More than a year into continued and continuously changing lockdown rules, youth suicide attempts and pediatric mental health ER visits are skyrocketing across the United States.

FAIR Health recently found that, between August 2019 and 2020 in the Northeast, the number of pediatric intentional self-harm claims surged approximately 334 percent “as a percentage of all medical claims.”

According to four mental health experts at Newton-Wellesley Hospital’s Division of Child and Adolescent Psychiatry in Massachusetts, 2021 referrals to their Child and Adolescent Psychiatry outpatient clinic “have doubled compared to [their] pre-pandemic baseline.” These doctors have also witnessed an 80 percent increase in emergency department visits regarding pediatric mental health issues. 

The problem gets worse. “We are seeing three times as many patients ages 8 to 18 following suicide attempts,” the doctors say, “with 13- and 14-year-olds representing the highest proportion of such ER visits thus far in 2021.” 

Research suggests this isn’t an isolated mental health crisis in one particular hospital or city. It’s a much broader societal problem. 

The Centers for Disease Control and Prevention (CDC) found that, between April and October 2020 alone, U.S. hospitals experienced “a 24% increase in the proportion of mental health emergency visits for children ages 5 to 11, and a 31% increase for children ages 12 to 17.” 

Dr. Indra Cidambi, the medical director at Center for Network Therapy and one of the preeminent addiction experts in America, told The Federalist that “The result [of pandemic-induced isolation, dislocation, and increased anxiety] has been a resurgence in mental health issues such as depression or anxiety and the increased use of substances to self-medicate.”

“Relapses have surged and so have overdose deaths,” Cidambi said, “but patients have been reluctant to access addiction treatment due to COVID fears.” A “large portion” of Cidambi’s patients are young adults.

While childhood and young adulthood are often “turbulent,” the difficulties of growing up have been exacerbated by the isolation imposed by COVID lockdowns. The four Newton-Wellesley doctors say young teens “have had to navigate [the challenges of growing up] in a mostly virtual, often unrecognizable world.” 

“During lock-down,” they argue, “most teens struggled to varying degrees with social isolation. Many have had limited access to the support and mental health services they normally receive in school.” 

Cidambi further emphasized that young adults’ new social climate and isolation is more stressful than their pre-lockdown normal. “Despite an increased affinity to social media platforms for communications even during normal times[,] the lockdown has sharply increased stress for this population as their daily activities have come under the microscope due to parents and siblings simultaneously being confined at home,” Cidambi says. “This has resulted in increased experimentation with drugs and alcohol as a form of escape.” 

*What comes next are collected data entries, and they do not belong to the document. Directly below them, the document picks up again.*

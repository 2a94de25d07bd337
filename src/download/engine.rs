//! The download engine: skip check, streamed GET, outcome accounting.

use std::path::Path;
use std::sync::Arc;
use std::time::Duration;

use futures_util::StreamExt;
use tokio::fs::File;
use tokio::io::{AsyncWriteExt, BufWriter};
use tracing::{debug, info, instrument};

use super::error::DownloadError;
use super::rate_limiter::RateLimiter;
use super::task::DownloadTask;
use crate::fetch::USER_AGENT;
use crate::stats::{Outcome, Source};

/// Files at or below this size are treated as failed earlier writes and
/// re-fetched; anything larger is a viable copy and is skipped.
pub const MIN_VIABLE_SIZE: u64 = 100;

/// Whole-request timeout for a download stream. Single attempt, no retry:
/// a partial stream failure leaves the rerun to pick the file up again.
const DOWNLOAD_TIMEOUT: Duration = Duration::from_secs(60);

/// Minimum interval between successive downloads against one host, chosen
/// per source to match the observed tolerance of its backend.
fn pace_for(source: Source) -> Duration {
    match source {
        Source::Catalog => Duration::from_millis(9),
        Source::LinkScrape => Duration::from_millis(125),
        Source::RestCatalog => Duration::from_millis(50),
    }
}

/// Streams task bytes to their destinations.
///
/// All failure modes (network, non-2xx, filesystem) are captured in the
/// returned [`Outcome`]; the engine never propagates an error to the
/// calling adapter.
#[derive(Debug, Clone)]
pub struct Engine {
    client: reqwest::Client,
    limiter: Arc<RateLimiter>,
}

impl Engine {
    /// Creates an engine sharing the given rate limiter.
    ///
    /// # Panics
    ///
    /// Panics if the HTTP client builder fails with the static
    /// configuration, which does not happen in practice.
    #[must_use]
    #[allow(clippy::expect_used)]
    pub fn new(limiter: Arc<RateLimiter>) -> Self {
        let client = reqwest::Client::builder()
            .user_agent(USER_AGENT)
            .gzip(true)
            .build()
            .expect("failed to build HTTP client with static configuration");
        Self { client, limiter }
    }

    /// Downloads one task, or skips it when the destination already holds a
    /// viable copy. Reruns are therefore cheap and idempotent.
    #[instrument(level = "debug", skip(self, task), fields(name = %task.display_name))]
    pub async fn download(&self, task: &DownloadTask) -> Outcome {
        if let Ok(meta) = tokio::fs::metadata(&task.dest).await
            && meta.len() > MIN_VIABLE_SIZE
        {
            debug!(path = %task.dest.display(), size = meta.len(), "already present; skipping");
            return Outcome::Skipped;
        }

        let url = task.locator.download_url();
        self.limiter.acquire(&url, pace_for(task.source)).await;

        match self.fetch_to_file(&url, &task.dest).await {
            Ok(bytes) => {
                info!(
                    source = %task.source,
                    name = %task.display_name,
                    size = %format_size(bytes),
                    "downloaded"
                );
                Outcome::Downloaded { bytes }
            }
            Err(error) => {
                // Drop any partial write so the rerun retries this file
                // instead of skipping a truncated copy.
                let _ = tokio::fs::remove_file(&task.dest).await;
                Outcome::Failed {
                    message: error.to_string(),
                }
            }
        }
    }

    async fn fetch_to_file(&self, url: &str, dest: &Path) -> Result<u64, DownloadError> {
        let response = self
            .client
            .get(url)
            .timeout(DOWNLOAD_TIMEOUT)
            .send()
            .await
            .map_err(|e| {
                if e.is_timeout() {
                    DownloadError::timeout(url)
                } else {
                    DownloadError::network(url, e)
                }
            })?;

        let status = response.status();
        if !status.is_success() {
            return Err(DownloadError::http_status(url, status.as_u16()));
        }

        if let Some(parent) = dest.parent() {
            tokio::fs::create_dir_all(parent)
                .await
                .map_err(|e| DownloadError::io(parent, e))?;
        }

        let file = File::create(dest)
            .await
            .map_err(|e| DownloadError::io(dest, e))?;
        let mut writer = BufWriter::new(file);
        let mut stream = response.bytes_stream();
        let mut written = 0u64;

        while let Some(chunk) = stream.next().await {
            let chunk = chunk.map_err(|e| {
                if e.is_timeout() {
                    DownloadError::timeout(url)
                } else {
                    DownloadError::network(url, e)
                }
            })?;
            writer
                .write_all(&chunk)
                .await
                .map_err(|e| DownloadError::io(dest, e))?;
            written += chunk.len() as u64;
        }

        // Success is only reported once the writer has flushed; the HTTP
        // response completing is not enough on slow disks.
        writer.flush().await.map_err(|e| DownloadError::io(dest, e))?;
        Ok(written)
    }
}

/// Renders a byte count as a human-readable size for log lines.
#[must_use]
#[allow(clippy::cast_precision_loss)]
pub fn format_size(bytes: u64) -> String {
    const UNITS: [&str; 4] = ["B", "KB", "MB", "GB"];
    if bytes == 0 {
        return "0 B".to_string();
    }
    let exponent = (bytes.ilog2() / 10).min(3) as usize;
    let value = bytes as f64 / f64::from(1u32 << (10 * exponent as u32));
    if exponent == 0 {
        format!("{bytes} {}", UNITS[0])
    } else {
        format!("{value:.2} {}", UNITS[exponent])
    }
}

#[cfg(test)]
#[allow(clippy::unwrap_used)]
mod tests {
    use tempfile::TempDir;
    use wiremock::matchers::{method, path};
    use wiremock::{Mock, MockServer, ResponseTemplate};

    use super::*;
    use crate::download::task::Locator;

    fn test_engine() -> Engine {
        Engine::new(Arc::new(RateLimiter::disabled()))
    }

    fn task_for(url: &str, dest: &Path) -> DownloadTask {
        DownloadTask {
            locator: Locator::DirectUrl(url.to_string()),
            dest: dest.to_path_buf(),
            display_name: "DN_test.pdf".to_string(),
            source: Source::Catalog,
        }
    }

    #[tokio::test]
    async fn test_download_streams_body_to_destination() {
        let server = MockServer::start().await;
        let content = vec![b'x'; 4096];
        Mock::given(method("GET"))
            .and(path("/file.pdf"))
            .respond_with(ResponseTemplate::new(200).set_body_bytes(content.clone()))
            .mount(&server)
            .await;

        let dir = TempDir::new().unwrap();
        let dest = dir.path().join("CSE").join("SEM3").join("DN_file.pdf");
        let task = task_for(&format!("{}/file.pdf", server.uri()), &dest);

        let outcome = test_engine().download(&task).await;
        assert_eq!(outcome, Outcome::Downloaded { bytes: 4096 });
        assert_eq!(std::fs::read(&dest).unwrap(), content);
    }

    #[tokio::test]
    async fn test_download_skips_existing_viable_file() {
        let dir = TempDir::new().unwrap();
        let dest = dir.path().join("DN_present.pdf");
        std::fs::write(&dest, vec![b'y'; 500]).unwrap();

        // URL is never hit; an unroutable locator proves the skip is local.
        let task = task_for("http://127.0.0.1:1/never", &dest);
        let outcome = test_engine().download(&task).await;
        assert_eq!(outcome, Outcome::Skipped);
    }

    #[tokio::test]
    async fn test_download_refetches_below_viability_threshold() {
        let server = MockServer::start().await;
        Mock::given(method("GET"))
            .and(path("/file.pdf"))
            .respond_with(ResponseTemplate::new(200).set_body_bytes(vec![b'z'; 300]))
            .mount(&server)
            .await;

        let dir = TempDir::new().unwrap();
        let dest = dir.path().join("DN_stub.pdf");
        // 100 bytes exactly is NOT viable; the threshold is strict.
        std::fs::write(&dest, vec![0u8; 100]).unwrap();

        let task = task_for(&format!("{}/file.pdf", server.uri()), &dest);
        let outcome = test_engine().download(&task).await;
        assert_eq!(outcome, Outcome::Downloaded { bytes: 300 });
        assert_eq!(std::fs::metadata(&dest).unwrap().len(), 300);
    }

    #[tokio::test]
    async fn test_download_non_200_is_failed_outcome() {
        let server = MockServer::start().await;
        Mock::given(method("GET"))
            .and(path("/gone.pdf"))
            .respond_with(ResponseTemplate::new(404))
            .mount(&server)
            .await;

        let dir = TempDir::new().unwrap();
        let dest = dir.path().join("DN_gone.pdf");
        let task = task_for(&format!("{}/gone.pdf", server.uri()), &dest);

        let outcome = test_engine().download(&task).await;
        match outcome {
            Outcome::Failed { message } => assert!(message.contains("404"), "got {message}"),
            other => panic!("expected Failed, got {other:?}"),
        }
        assert!(!dest.exists(), "failed download must not leave a file");
    }

    #[tokio::test]
    async fn test_download_unreachable_host_is_failed_outcome() {
        let dir = TempDir::new().unwrap();
        let dest = dir.path().join("DN_unreachable.pdf");
        let task = task_for("http://127.0.0.1:1/file.pdf", &dest);

        let outcome = test_engine().download(&task).await;
        assert!(matches!(outcome, Outcome::Failed { .. }));
    }

    #[test]
    fn test_format_size_units() {
        assert_eq!(format_size(0), "0 B");
        assert_eq!(format_size(512), "512 B");
        assert_eq!(format_size(2048), "2.00 KB");
        assert_eq!(format_size(5 * 1024 * 1024), "5.00 MB");
        assert_eq!(format_size(3 * 1024 * 1024 * 1024), "3.00 GB");
    }
}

The four doctors from Newton-Wellesley say the all-too-human pressure, angst, and loneliness of early adolescence “ha[ve] been magnified during the pandemic in the absence of in-person sports, clubs, classes and everyday social interactions with peers and mentors.” “In this environment,” they emphasize, “big emotions are amplified, and teens — especially young ones — need steady hands and a safe harbor.” 

Now more than ever, they assert that “we must keep showing up for our young people: making sure they know they are loved, listening to them even when we are tired, finding them help when they need it, and providing a solid place to land.”

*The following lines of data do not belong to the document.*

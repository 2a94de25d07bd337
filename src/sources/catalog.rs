//! Adapter for the hierarchical folder-API catalog, the primary source.
//!
//! The remote hierarchy is branch -> semester -> subject -> folder -> file,
//! discovered through a generic `getChild`/`getFiles` endpoint pair rooted
//! at a fixed per-branch node id. First-year semesters collapse into the
//! COMMON bucket exactly once per run: the first branch to list its
//! semesters establishes COMMON, later branches' SEM1/SEM2 nodes are
//! recognized and skipped so the shared material is not downloaded again
//! under every branch.

use async_trait::async_trait;
use serde::Deserialize;
use tracing::{debug, info, warn};

use super::{RunContext, SourceAdapter};
use crate::download::{DownloadTask, Locator};
use crate::fetch::FetchError;
use crate::stats::{RunStatistics, Source};
use crate::taxonomy::{COMMON_BRANCH, CanonicalPath, is_common_semester, parse_semester_label, sanitize_name};

/// Root node id for each branch. The ids are stable catalog identifiers,
/// not secrets.
const BRANCH_ROOTS: &[(&str, &str)] = &[
    ("AIDS", "1fH0uvhnXRsshqiDzHlR3WF2LVC7PfnQ7"),
    ("AIML", "13moTd7MZzBiAl-0xdUHEtF-xlV_OwlLz"),
    ("CIVIL", "1_OLVAfJQldM4F1F0QU9PBLL0gWXhnv66"),
    ("CSE", "12fczfGql33ZZH9LSFgxcrrOuIAKEzjdh"),
    ("ECE", "1Yo-MxG6locQ4lMKl07CN8lwqvnu-cWt3"),
    ("EEE", "1N-0kK34Qqme71MlznsslSE-RhiAaWRM1"),
    ("IT", "1u0nTa0WLf58jZ42zuLS7anUb7d_Nj99p"),
    ("MECH", "1XLxDgD7iJCbWZx7JbcuRDAfg2NPitVGV"),
];

/// A folder node returned by `getChild`.
#[derive(Debug, Deserialize)]
struct CatalogNode {
    id: String,
    name: String,
}

/// A file entry returned by `getFiles`. Only entries with a non-empty
/// direct-download URL are eligible.
#[derive(Debug, Deserialize)]
struct CatalogFile {
    name: String,
    #[serde(default)]
    url_download: Option<String>,
}

/// The primary-source adapter.
#[derive(Debug, Default)]
pub struct CatalogAdapter;

#[async_trait]
impl SourceAdapter for CatalogAdapter {
    fn source(&self) -> Source {
        Source::Catalog
    }

    async fn run(&self, ctx: &RunContext, stats: &mut RunStatistics) -> Result<(), FetchError> {
        let mut common_established = false;

        for (branch, root_id) in BRANCH_ROOTS {
            info!(branch, "processing branch");

            let url = format!("{}/getChild?id={root_id}", ctx.urls.catalog);
            let semesters: Vec<CatalogNode> = match ctx.fetcher.get_json(&url).await {
                Ok(semesters) => semesters,
                Err(error) => {
                    warn!(branch, error = %error, "branch listing failed; skipping branch");
                    continue;
                }
            };
            if semesters.is_empty() {
                warn!(branch, "branch has no semesters");
            }

            for semester in &semesters {
                let Some(label) = parse_semester_label(&semester.name) else {
                    warn!(branch, node = %semester.name, "unrecognized semester node; skipping");
                    continue;
                };

                let target_branch = if is_common_semester(label) {
                    if common_established {
                        debug!(branch, semester = label, "already mirrored under COMMON; skipping");
                        continue;
                    }
                    COMMON_BRANCH
                } else {
                    branch
                };

                self.walk_semester(ctx, stats, semester, target_branch, label)
                    .await;
            }

            // The first branch whose semesters were listed owns the COMMON
            // bucket; later branches only confirm-and-skip their first-year
            // nodes.
            if !common_established {
                common_established = true;
            }
        }

        Ok(())
    }
}

impl CatalogAdapter {
    async fn walk_semester(
        &self,
        ctx: &RunContext,
        stats: &mut RunStatistics,
        semester: &CatalogNode,
        branch_folder: &str,
        label: u8,
    ) {
        let url = format!("{}/getChild?id={}", ctx.urls.catalog, semester.id);
        let subjects: Vec<CatalogNode> = match ctx.fetcher.get_json(&url).await {
            Ok(subjects) => subjects,
            Err(error) => {
                warn!(semester = %semester.name, error = %error, "semester listing failed; skipping");
                return;
            }
        };

        for subject in &subjects {
            debug!(subject = %subject.name, "processing subject");

            let url = format!("{}/getChild?id={}", ctx.urls.catalog, subject.id);
            let folders: Vec<CatalogNode> = match ctx.fetcher.get_json(&url).await {
                Ok(folders) => folders,
                Err(error) => {
                    warn!(subject = %subject.name, error = %error, "subject listing failed; skipping");
                    continue;
                }
            };

            for folder in &folders {
                let url = format!("{}/getFiles?id={}", ctx.urls.catalog, folder.id);
                let files: Vec<CatalogFile> = match ctx.fetcher.get_json(&url).await {
                    Ok(files) => files,
                    Err(error) => {
                        warn!(folder = %folder.name, error = %error, "file listing failed; skipping");
                        continue;
                    }
                };
                if files.is_empty() {
                    debug!(folder = %folder.name, "folder has no files");
                    continue;
                }

                let dir = CanonicalPath::new(branch_folder, label, &subject.name, &folder.name)
                    .dir(&ctx.materials_dir);

                for file in files {
                    let Some(download_url) =
                        file.url_download.as_deref().filter(|u| !u.is_empty())
                    else {
                        continue;
                    };

                    let display_name = format!("{}{}", Source::Catalog.prefix(), file.name);
                    let file_name =
                        format!("{}{}", Source::Catalog.prefix(), sanitize_name(&file.name));
                    let task = DownloadTask {
                        locator: Locator::DirectUrl(download_url.to_string()),
                        dest: dir.join(file_name),
                        display_name,
                        source: Source::Catalog,
                    };

                    let outcome = ctx.engine.download(&task).await;
                    stats.record(task.source, &task.display_name, &outcome);
                }
            }
        }
    }
}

For any and all who need it, the Crisis Text Line and the National Suicide Prevention Lifeline provide information and support free of cost. Resources like QPR Institute and Mental Health First Aid offer resources for individuals to better address initial warning signs. And parents should proactively distance adolescents from “easy access to lethal means of self-harm,” such as unlocked firearms and unused medications. 

However, while there are many free mental health resources available to all, mental health providers remain overwhelmed, as they “[struggle] to meet the increased demand.” They aren’t the only ones. Parents and caregivers are also struggling to help their kids. Meanwhile, adults are also suffering from increased symptoms of depression and anxiety. 

The current mental health crisis appears to be a direct consequence of society’s response to the pandemic. And the four Newton-Wellesley doctors predict that the fallout from COVID will be persistent. 

Even as Americans resume their pre-pandemic lives, they say, “We are still in the thick of the fallout from COVID-19 and [should] expect children and teens [to] continue to struggle for some time.”